Vol. 3B 20-13
8086 EMULATION
3. Clears the segment registers. Saving the DS, ES, FS, and GS registers on the stack and then clearing the
registers lets the interrupt or exception handler safely save and restore these registers regardless of the type
segment selectors they contain (protected-mode or 8086-style). The interrupt and exception handlers, which
may be called in the context of either a protected-mode task or a virtual-8086-mode task, can use the same
code sequences for saving and restoring the registers for any task. Clearing these registers before execution of
the IRET instruction does not cause a trap in the interrupt handler. Interrupt procedures that expect values in
the segment registers or that return values in the segment registers must use the register images saved on the
stack for privilege level 0.
4. Clears VM, NT, RF and TF flags (in the EFLAGS register). If the gate is an interrupt gate, clears the IF flag.
5. Begins executing the selected interrupt or exception handler.
If the trap or interrupt gate references a procedure in a conforming segment or in a segment at a privilege level
other than 0, the processor generates a general-protection exception (#GP). Here, the error code is the segment
selector of the code segment to which a call was attempted.

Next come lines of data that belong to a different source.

use std::collections::BTreeMap;

use ed25519_dalek::Signature;
use serde::{Deserialize, Serialize};
use sha2::Digest;
use serde_bytes::ByteBuf;

use reticulum::hash::{AddressHash, Hash, ADDRESS_HASH_SIZE};
use reticulum::identity::{Identity, PrivateIdentity, SIGNATURE_LENGTH};

use crate::error::LxmfError;

pub const MAX_FIELDS: usize = 16;

/// Field key marking a bzip2-compressed content body.
pub const FIELD_CONTENT_BZ2: u8 = 0xFB;

const MIN_WIRE_LENGTH: usize = ADDRESS_HASH_SIZE * 2 + SIGNATURE_LENGTH;
const COMPRESS_THRESHOLD: usize = 128;

#[derive(Debug, Clone, Copy, PartialEq, Eq)]
pub enum MessageState {
    Generating,
    Outbound,
    Sending,
    Sent,
    Delivered,
    Failed,
}

#[derive(Debug, Serialize, Deserialize)]
struct Payload {
    timestamp: f64,
    title: ByteBuf,
    content: ByteBuf,
    fields: BTreeMap<u8, ByteBuf>,
}

/// An addressed LXMF message: destination and source hashes, signed
/// msgpack payload of timestamp, title, content and up to 16 fields.
/// Wire layout: destination || source || signature || payload.
#[derive(Debug, Clone)]
pub struct LxmfMessage {
    pub source: AddressHash,
    pub destination: AddressHash,
    pub title: String,
    pub content: Vec<u8>,
    pub timestamp: f64,
    pub fields: BTreeMap<u8, Vec<u8>>,
    pub state: MessageState,
}

impl LxmfMessage {
    pub fn new(
        source: AddressHash,
        destination: AddressHash,
        title: &str,
        content: &[u8],
        timestamp: f64,
    ) -> Self {
        Self {
            source,
            destination,
            title: title.into(),
            content: content.to_vec(),
            timestamp,
            fields: BTreeMap::new(),
            state: MessageState::Generating,
        }
    }

    pub fn set_field(&mut self, key: u8, value: &[u8]) -> Result<(), LxmfError> {
        if !self.fields.contains_key(&key) && self.fields.len() >= MAX_FIELDS {
            return Err(LxmfError::PoolExhausted);
        }
        self.fields.insert(key, value.to_vec());
        Ok(())
    }

    fn encode_payload(&self) -> Result<Vec<u8>, LxmfError> {
        let mut fields: BTreeMap<u8, ByteBuf> = self
            .fields
            .iter()
            .map(|(key, value)| (*key, ByteBuf::from(value.clone())))
            .collect();

        // Long bodies ride compressed when that actually shrinks them.
        let content = if self.content.len() > COMPRESS_THRESHOLD {
            match reticulum::crypt::compress::bz2_compress(&self.content) {
                Ok(compressed) if compressed.len() < self.content.len() => {
                    fields.insert(FIELD_CONTENT_BZ2, ByteBuf::from(Vec::new()));
                    compressed
                }
                _ => self.content.clone(),
            }
        } else {
            self.content.clone()
        };

        let payload = Payload {
            timestamp: self.timestamp,
            title: ByteBuf::from(self.title.as_bytes().to_vec()),
            content: ByteBuf::from(content),
            fields,
        };
        rmp_serde::to_vec(&payload).map_err(|err| LxmfError::Encode(err.to_string()))
    }

    /// Message id: SHA-256 over destination, source and payload. Stable
    /// across transports; the key of every dedup ring and store entry.
    pub fn message_id(&self) -> Result<Hash, LxmfError> {
        let payload = self.encode_payload()?;
        Ok(Hash::new(
            Hash::generator()
                .chain_update(self.destination.as_slice())
                .chain_update(self.source.as_slice())
                .chain_update(&payload)
                .finalize()
                .into(),
        ))
    }

    /// Serializes and signs the message with the source identity.
    pub fn pack(&self, identity: &PrivateIdentity) -> Result<Vec<u8>, LxmfError> {
        let payload = self.encode_payload()?;

        let mut signed = Vec::with_capacity(ADDRESS_HASH_SIZE * 2 + payload.len());
        signed.extend_from_slice(self.destination.as_slice());
        signed.extend_from_slice(self.source.as_slice());
        signed.extend_from_slice(&payload);
        let signature = identity.sign(&signed);

        let mut out = Vec::with_capacity(MIN_WIRE_LENGTH + payload.len());
        out.extend_from_slice(self.destination.as_slice());
        out.extend_from_slice(self.source.as_slice());
        out.extend_from_slice(&signature.to_bytes());
        out.extend_from_slice(&payload);
        Ok(out)
    }

    /// Parses a wire message without verifying its signature; callers
    /// verify once the source identity is known.
    pub fn unpack(bytes: &[u8]) -> Result<(Self, Vec<u8>), LxmfError> {
        if bytes.len() <= MIN_WIRE_LENGTH {
            return Err(LxmfError::Decode("message too short".into()));
        }

        let destination = AddressHash::try_from_slice(&bytes[..ADDRESS_HASH_SIZE])
            .map_err(|_| LxmfError::Decode("bad destination hash".into()))?;
        let source =
            AddressHash::try_from_slice(&bytes[ADDRESS_HASH_SIZE..ADDRESS_HASH_SIZE * 2])
                .map_err(|_| LxmfError::Decode("bad source hash".into()))?;

        let signature = bytes[ADDRESS_HASH_SIZE * 2..MIN_WIRE_LENGTH].to_vec();
        let payload_bytes = &bytes[MIN_WIRE_LENGTH..];

        let payload: Payload = rmp_serde::from_slice(payload_bytes)
            .map_err(|err| LxmfError::Decode(err.to_string()))?;

        if payload.fields.len() > MAX_FIELDS + 1 {
            return Err(LxmfError::Decode("too many fields".into()));
        }

        let compressed = payload.fields.contains_key(&FIELD_CONTENT_BZ2);
        let content = if compressed {
            reticulum::crypt::compress::bz2_decompress(payload.content.as_ref())
                .map_err(|_| LxmfError::Decode("bad compressed content".into()))?
        } else {
            payload.content.to_vec()
        };

        let fields = payload
            .fields
            .into_iter()
            .filter(|(key, _)| *key != FIELD_CONTENT_BZ2)
            .map(|(key, value)| (key, value.to_vec()))
            .collect();

        let title = String::from_utf8(payload.title.to_vec())
            .map_err(|_| LxmfError::Decode("title is not utf-8".into()))?;

        Ok((
            Self {
                source,
                destination,
                title,
                content,
                timestamp: payload.timestamp,
                fields,
                state: MessageState::Generating,
            },
            signature,
        ))
    }

    /// Verifies the wire signature against the claimed source identity.
    pub fn verify(bytes: &[u8], signature: &[u8], identity: &Identity) -> Result<(), LxmfError> {
        if bytes.len() <= MIN_WIRE_LENGTH {
            return Err(LxmfError::Decode("message too short".into()));
        }

        let mut signed = Vec::new();
        signed.extend_from_slice(&bytes[..ADDRESS_HASH_SIZE * 2]);
        signed.extend_from_slice(&bytes[MIN_WIRE_LENGTH..]);

        let signature =
            Signature::from_slice(signature).map_err(|_| LxmfError::InvalidSignature)?;
        identity.verify(&signed, &signature).map_err(|_| LxmfError::InvalidSignature)
    }
}

#[cfg(test)]
mod tests {
    use rand_core::OsRng;

    use super::{LxmfMessage, FIELD_CONTENT_BZ2, MAX_FIELDS};
    use crate::error::LxmfError;
    use reticulum::hash::AddressHash;
    use reticulum::identity::PrivateIdentity;

    fn sample() -> (LxmfMessage, PrivateIdentity) {
        let identity = PrivateIdentity::new_from_rand(OsRng);
        let message = LxmfMessage::new(
            AddressHash::new_from_slice(b"source"),
            AddressHash::new_from_slice(b"destination"),
            "greeting",
            b"hello over the mesh",
            1_700_000_000.5,
        );
        (message, identity)
    }

    #[test]
    fn pack_unpack_roundtrip() {
        let (mut message, identity) = sample();
        message.set_field(1, b"attachment").expect("field");

        let wire = message.pack(&identity).expect("packed");
        let (restored, signature) = LxmfMessage::unpack(&wire).expect("unpacked");

        assert_eq!(restored.source, message.source);
        assert_eq!(restored.destination, message.destination);
        assert_eq!(restored.title, "greeting");
        assert_eq!(restored.content, b"hello over the mesh");
        assert_eq!(restored.timestamp, message.timestamp);
        assert_eq!(restored.fields.get(&1).map(Vec::as_slice), Some(&b"attachment"[..]));

        LxmfMessage::verify(&wire, &signature, identity.as_identity()).expect("valid signature");
    }

    #[test]
    fn tampered_message_fails_verification() {
        let (message, identity) = sample();
        let mut wire = message.pack(&identity).expect("packed");
        let (_, signature) = LxmfMessage::unpack(&wire).expect("unpacked");

        let last = wire.len() - 1;
        wire[last] ^= 0x01;
        assert_eq!(
            LxmfMessage::verify(&wire, &signature, identity.as_identity()),
            Err(LxmfError::InvalidSignature)
        );
    }

    #[test]
    fn long_content_is_transparently_compressed() {
        let identity = PrivateIdentity::new_from_rand(OsRng);
        let body = b"repetitive mesh content ".repeat(64);
        let message = LxmfMessage::new(
            AddressHash::new_from_slice(b"source"),
            AddressHash::new_from_slice(b"destination"),
            "bulk",
            &body,
            0.0,
        );

        let wire = message.pack(&identity).expect("packed");
        assert!(wire.len() < body.len(), "compressed wire form is smaller");

        let (restored, _) = LxmfMessage::unpack(&wire).expect("unpacked");
        assert_eq!(restored.content, body);
        assert!(!restored.fields.contains_key(&FIELD_CONTENT_BZ2), "marker field stripped");
    }

    #[test]
    fn field_pool_is_bounded() {
        let (mut message, _) = sample();
        for key in 0..MAX_FIELDS as u8 {
            message.set_field(key, b"value").expect("field slot");
        }
        assert_eq!(message.set_field(0xEE, b"overflow"), Err(LxmfError::PoolExhausted));

        // Overwriting an existing key is always allowed.
        message.set_field(0, b"updated").expect("overwrite");
    }

    #[test]
    fn message_id_is_stable_and_content_bound() {
        let (message, _) = sample();
        let first = message.message_id().expect("id");
        let second = message.message_id().expect("id");
        assert_eq!(first, second);

        let mut altered = message.clone();
        altered.content = b"different body".to_vec();
        assert_ne!(first, altered.message_id().expect("id"));
    }
}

Interrupt and exception handlers can examine the VM flag on the stack to determine if the interrupted procedure
was running in virtual-8086 mode. If so, the interrupt or exception can be handled in one of three ways:
•
The protected-mode interrupt or exception handler that was called can handle the interrupt or exception.
•
The protected-mode interrupt or exception handler can call the virtual-8086 monitor to handle the interrupt or
exception.
•
The virtual-8086 monitor (if called) can in turn pass control back to the 8086 program’s interrupt and exception
handler.
If the interrupt or exception is handled with a protected-mode handler, the handler can return to the interrupted
program in virtual-8086 mode by executing an IRET instruction. This instruction loads the EFLAGS and segment
registers from the images saved in the privilege level 0 stack (see Figure 20-4). A set VM flag in the EFLAGS image
causes the processor to switch back to virtual-8086 mode. The CPL at the time the IRET instruction is executed
must be 0, otherwise the processor does not change the state of the VM flag.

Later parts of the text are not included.